TASK TO CARRY OUT — Examine each line in the records below for the word "needs". Report how many lines contain it, and nothing else.

EXTRACTED MATERIAL —
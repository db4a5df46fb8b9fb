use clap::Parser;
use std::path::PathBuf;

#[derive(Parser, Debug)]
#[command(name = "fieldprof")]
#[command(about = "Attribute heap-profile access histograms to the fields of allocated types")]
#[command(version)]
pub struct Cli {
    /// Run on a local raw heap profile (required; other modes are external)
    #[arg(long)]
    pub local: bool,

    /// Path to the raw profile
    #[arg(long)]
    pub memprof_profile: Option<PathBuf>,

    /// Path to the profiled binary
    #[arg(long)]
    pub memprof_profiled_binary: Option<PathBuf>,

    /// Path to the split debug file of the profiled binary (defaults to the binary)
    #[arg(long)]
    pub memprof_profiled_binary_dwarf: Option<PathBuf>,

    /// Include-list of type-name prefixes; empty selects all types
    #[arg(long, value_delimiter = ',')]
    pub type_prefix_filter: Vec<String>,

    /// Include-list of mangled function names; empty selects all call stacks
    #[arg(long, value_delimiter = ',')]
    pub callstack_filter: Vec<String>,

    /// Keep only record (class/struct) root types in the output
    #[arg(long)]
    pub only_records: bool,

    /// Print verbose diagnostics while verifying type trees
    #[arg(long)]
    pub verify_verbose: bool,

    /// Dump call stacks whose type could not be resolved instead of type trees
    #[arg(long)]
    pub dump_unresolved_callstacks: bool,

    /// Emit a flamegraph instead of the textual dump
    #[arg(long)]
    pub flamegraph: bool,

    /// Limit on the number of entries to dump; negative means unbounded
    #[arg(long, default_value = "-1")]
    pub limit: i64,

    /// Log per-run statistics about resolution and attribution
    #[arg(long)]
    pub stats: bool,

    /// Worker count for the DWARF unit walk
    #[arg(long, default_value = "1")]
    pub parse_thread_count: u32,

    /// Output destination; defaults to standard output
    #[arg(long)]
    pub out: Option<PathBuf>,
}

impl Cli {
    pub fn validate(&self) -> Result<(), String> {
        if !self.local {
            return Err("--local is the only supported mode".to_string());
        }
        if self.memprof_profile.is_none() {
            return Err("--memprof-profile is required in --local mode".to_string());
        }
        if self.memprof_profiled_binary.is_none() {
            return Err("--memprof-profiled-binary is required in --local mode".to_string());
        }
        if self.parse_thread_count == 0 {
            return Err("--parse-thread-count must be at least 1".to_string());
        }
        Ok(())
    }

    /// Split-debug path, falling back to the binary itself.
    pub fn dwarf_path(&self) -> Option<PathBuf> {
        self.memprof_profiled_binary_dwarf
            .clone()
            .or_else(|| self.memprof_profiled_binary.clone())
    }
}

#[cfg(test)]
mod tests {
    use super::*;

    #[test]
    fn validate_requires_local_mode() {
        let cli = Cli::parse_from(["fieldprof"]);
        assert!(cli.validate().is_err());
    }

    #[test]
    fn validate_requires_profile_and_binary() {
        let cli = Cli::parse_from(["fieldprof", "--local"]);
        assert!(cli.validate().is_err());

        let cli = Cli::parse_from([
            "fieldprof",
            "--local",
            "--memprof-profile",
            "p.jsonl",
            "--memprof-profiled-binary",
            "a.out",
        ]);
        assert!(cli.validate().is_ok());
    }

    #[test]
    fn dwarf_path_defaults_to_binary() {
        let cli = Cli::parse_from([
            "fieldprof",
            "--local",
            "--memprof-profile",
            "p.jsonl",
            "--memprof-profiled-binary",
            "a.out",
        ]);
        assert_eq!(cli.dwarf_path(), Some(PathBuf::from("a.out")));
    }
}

--

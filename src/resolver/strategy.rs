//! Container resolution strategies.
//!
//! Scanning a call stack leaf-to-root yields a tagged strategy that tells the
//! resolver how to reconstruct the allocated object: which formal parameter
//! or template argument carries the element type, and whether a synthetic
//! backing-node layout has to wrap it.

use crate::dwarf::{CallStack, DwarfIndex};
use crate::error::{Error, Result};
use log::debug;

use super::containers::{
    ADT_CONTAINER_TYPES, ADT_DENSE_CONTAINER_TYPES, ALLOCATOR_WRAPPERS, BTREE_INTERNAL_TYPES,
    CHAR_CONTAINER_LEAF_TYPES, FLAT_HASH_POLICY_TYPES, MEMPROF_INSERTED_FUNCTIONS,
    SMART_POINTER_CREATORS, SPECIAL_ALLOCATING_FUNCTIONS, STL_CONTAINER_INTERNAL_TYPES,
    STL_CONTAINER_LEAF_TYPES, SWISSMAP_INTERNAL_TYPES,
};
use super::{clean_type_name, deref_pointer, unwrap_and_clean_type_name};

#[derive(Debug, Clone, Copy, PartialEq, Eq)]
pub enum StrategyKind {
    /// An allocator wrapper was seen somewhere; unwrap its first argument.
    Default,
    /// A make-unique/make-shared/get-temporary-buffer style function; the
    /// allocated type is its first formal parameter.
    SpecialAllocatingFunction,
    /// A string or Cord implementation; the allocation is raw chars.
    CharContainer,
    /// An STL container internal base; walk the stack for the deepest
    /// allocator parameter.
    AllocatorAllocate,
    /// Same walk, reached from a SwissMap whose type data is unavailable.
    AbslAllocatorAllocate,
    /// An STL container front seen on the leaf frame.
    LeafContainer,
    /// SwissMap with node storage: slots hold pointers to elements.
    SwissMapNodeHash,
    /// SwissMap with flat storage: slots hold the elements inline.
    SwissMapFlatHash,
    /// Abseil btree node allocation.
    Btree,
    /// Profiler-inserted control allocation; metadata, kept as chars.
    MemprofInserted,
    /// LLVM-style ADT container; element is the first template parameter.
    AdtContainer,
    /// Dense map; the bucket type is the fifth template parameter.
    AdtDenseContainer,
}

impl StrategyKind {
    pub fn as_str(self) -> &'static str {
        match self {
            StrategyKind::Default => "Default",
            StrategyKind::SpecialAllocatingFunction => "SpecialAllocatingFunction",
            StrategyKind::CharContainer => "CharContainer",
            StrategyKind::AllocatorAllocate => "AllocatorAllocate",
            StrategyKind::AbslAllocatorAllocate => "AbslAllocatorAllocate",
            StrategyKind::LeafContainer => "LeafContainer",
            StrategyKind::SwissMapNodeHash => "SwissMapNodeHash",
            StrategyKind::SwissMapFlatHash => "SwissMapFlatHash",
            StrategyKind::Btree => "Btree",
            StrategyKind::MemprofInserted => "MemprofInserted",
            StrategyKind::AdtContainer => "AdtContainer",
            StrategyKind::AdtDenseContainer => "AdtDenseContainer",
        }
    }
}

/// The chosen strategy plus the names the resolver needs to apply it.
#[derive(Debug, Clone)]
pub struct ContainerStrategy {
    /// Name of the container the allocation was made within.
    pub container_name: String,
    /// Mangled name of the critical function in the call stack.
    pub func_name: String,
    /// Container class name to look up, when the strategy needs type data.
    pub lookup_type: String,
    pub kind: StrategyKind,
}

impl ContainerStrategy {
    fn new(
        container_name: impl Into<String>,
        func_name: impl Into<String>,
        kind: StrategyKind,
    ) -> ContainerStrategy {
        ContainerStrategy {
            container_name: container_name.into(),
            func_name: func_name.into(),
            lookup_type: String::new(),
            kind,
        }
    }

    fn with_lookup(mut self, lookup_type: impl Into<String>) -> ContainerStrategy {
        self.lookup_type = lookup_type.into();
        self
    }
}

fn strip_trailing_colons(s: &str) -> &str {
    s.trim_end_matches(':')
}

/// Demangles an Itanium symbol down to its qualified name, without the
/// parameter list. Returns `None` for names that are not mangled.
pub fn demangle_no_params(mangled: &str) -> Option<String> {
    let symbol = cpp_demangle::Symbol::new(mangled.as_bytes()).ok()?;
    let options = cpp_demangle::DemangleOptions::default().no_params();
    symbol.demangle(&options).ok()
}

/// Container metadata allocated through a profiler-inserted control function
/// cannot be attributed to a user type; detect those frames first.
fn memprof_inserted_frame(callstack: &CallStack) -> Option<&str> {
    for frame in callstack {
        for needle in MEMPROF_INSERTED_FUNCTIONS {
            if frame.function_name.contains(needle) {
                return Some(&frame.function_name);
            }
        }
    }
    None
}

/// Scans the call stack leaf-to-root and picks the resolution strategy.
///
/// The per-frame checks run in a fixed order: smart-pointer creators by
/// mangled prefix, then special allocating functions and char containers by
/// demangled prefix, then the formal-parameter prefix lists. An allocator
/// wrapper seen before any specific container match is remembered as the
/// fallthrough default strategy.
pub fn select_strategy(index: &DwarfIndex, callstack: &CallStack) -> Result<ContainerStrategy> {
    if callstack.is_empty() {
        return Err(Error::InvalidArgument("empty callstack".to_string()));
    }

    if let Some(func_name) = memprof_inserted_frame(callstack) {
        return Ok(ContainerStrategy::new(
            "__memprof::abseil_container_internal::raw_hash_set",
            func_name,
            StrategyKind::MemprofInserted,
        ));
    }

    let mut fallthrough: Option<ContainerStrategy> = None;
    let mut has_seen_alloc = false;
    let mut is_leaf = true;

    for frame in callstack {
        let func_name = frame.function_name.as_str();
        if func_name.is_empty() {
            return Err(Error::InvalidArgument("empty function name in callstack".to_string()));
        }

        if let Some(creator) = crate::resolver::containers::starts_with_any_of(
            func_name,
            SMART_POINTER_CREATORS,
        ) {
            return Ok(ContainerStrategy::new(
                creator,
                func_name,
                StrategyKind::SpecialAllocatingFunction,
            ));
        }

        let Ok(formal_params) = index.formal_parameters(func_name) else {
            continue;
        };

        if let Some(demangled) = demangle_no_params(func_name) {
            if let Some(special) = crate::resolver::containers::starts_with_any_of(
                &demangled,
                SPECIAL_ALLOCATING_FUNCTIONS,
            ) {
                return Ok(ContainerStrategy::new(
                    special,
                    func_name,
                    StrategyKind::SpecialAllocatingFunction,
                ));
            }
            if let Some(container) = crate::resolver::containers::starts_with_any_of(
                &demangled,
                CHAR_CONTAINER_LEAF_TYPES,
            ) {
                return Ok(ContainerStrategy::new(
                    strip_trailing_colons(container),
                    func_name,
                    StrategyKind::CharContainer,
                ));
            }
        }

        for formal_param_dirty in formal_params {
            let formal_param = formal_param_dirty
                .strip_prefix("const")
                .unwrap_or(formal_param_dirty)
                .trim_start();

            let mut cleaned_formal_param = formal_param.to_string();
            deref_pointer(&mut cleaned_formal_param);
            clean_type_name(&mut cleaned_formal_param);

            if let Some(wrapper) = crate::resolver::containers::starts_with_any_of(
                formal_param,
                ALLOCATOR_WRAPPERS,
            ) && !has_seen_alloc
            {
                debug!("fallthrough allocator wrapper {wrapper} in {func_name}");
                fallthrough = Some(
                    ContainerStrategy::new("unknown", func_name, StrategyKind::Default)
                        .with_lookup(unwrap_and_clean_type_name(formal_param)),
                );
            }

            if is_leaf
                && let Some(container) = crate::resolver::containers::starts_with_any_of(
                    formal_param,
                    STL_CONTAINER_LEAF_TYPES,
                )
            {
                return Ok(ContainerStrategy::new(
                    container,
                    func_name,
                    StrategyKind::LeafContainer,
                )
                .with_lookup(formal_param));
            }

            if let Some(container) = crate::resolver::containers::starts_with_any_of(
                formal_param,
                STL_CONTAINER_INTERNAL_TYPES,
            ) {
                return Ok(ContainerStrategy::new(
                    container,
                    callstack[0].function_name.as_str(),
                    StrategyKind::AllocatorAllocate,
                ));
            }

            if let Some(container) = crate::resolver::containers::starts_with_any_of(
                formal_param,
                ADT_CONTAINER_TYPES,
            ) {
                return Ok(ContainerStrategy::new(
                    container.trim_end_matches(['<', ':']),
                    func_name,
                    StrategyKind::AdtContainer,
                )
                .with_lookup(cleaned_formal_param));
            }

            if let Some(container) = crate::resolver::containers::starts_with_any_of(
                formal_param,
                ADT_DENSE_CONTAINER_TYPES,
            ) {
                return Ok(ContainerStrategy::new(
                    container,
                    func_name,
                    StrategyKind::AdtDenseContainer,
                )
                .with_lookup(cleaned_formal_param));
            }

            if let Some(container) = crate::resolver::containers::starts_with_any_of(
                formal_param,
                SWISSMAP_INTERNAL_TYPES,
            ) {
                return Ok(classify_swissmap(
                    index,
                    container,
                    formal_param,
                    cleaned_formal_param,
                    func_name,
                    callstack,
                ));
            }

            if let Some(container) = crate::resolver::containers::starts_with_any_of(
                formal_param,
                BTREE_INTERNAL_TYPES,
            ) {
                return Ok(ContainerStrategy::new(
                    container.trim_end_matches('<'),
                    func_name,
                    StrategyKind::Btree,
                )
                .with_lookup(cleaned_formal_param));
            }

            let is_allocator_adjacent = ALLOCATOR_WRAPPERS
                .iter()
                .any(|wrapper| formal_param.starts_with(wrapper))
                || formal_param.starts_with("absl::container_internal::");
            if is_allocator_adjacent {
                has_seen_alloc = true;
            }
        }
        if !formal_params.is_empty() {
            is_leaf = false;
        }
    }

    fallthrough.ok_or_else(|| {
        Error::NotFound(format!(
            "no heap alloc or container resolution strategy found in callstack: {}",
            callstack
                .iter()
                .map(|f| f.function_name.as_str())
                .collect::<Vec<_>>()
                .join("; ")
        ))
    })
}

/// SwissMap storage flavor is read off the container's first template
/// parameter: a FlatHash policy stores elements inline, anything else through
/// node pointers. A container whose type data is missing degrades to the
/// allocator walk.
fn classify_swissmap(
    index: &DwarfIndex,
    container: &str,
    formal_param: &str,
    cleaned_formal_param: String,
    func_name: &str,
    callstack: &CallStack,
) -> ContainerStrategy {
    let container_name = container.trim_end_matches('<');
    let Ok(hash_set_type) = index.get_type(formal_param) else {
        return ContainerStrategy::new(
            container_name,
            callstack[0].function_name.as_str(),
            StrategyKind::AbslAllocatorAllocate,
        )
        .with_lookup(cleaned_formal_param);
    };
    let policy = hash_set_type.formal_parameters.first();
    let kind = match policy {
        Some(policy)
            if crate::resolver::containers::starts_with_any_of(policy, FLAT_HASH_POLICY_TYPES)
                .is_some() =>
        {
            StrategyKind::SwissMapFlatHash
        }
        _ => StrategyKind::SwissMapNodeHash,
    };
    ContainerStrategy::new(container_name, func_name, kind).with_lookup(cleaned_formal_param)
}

ANSWER SECTION — 2